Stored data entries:
== Segment start ==

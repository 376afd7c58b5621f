use std::collections::BTreeSet;

use anchor_lang::prelude::*;

/// Identities barred from claiming, whatever their allocations say.
#[derive(AnchorSerialize, AnchorDeserialize, Clone, Debug, Default, PartialEq, Eq)]
pub struct DenyList {
    blocked: BTreeSet<Pubkey>,
}

impl DenyList {
    /// Returns true if membership changed.
    pub fn set(&mut self, identity: Pubkey, blocked: bool) -> bool {
        if blocked {
            self.blocked.insert(identity)
        } else {
            self.blocked.remove(&identity)
        }
    }

    pub fn contains(&self, identity: &Pubkey) -> bool {
        self.blocked.contains(identity)
    }

    pub fn len(&self) -> usize {
        self.blocked.len()
    }

    pub fn is_empty(&self) -> bool {
        self.blocked.is_empty()
    }
}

== Segment end ==

Work instructions: Exact copies of the lines from the one holding "their allocations say." to the end of the entries are all that should be written.

Reply:
/// Identities barred from claiming, whatever their allocations say.
#[derive(AnchorSerialize, AnchorDeserialize, Clone, Debug, Default, PartialEq, Eq)]
pub struct DenyList {
    blocked: BTreeSet<Pubkey>,
}

impl DenyList {
    /// Returns true if membership changed.
    pub fn set(&mut self, identity: Pubkey, blocked: bool) -> bool {
        if blocked {
            self.blocked.insert(identity)
        } else {
            self.blocked.remove(&identity)
        }
    }

    pub fn contains(&self, identity: &Pubkey) -> bool {
        self.blocked.contains(identity)
    }

    pub fn len(&self) -> usize {
        self.blocked.len()
    }

    pub fn is_empty(&self) -> bool {
        self.blocked.is_empty()
    }
}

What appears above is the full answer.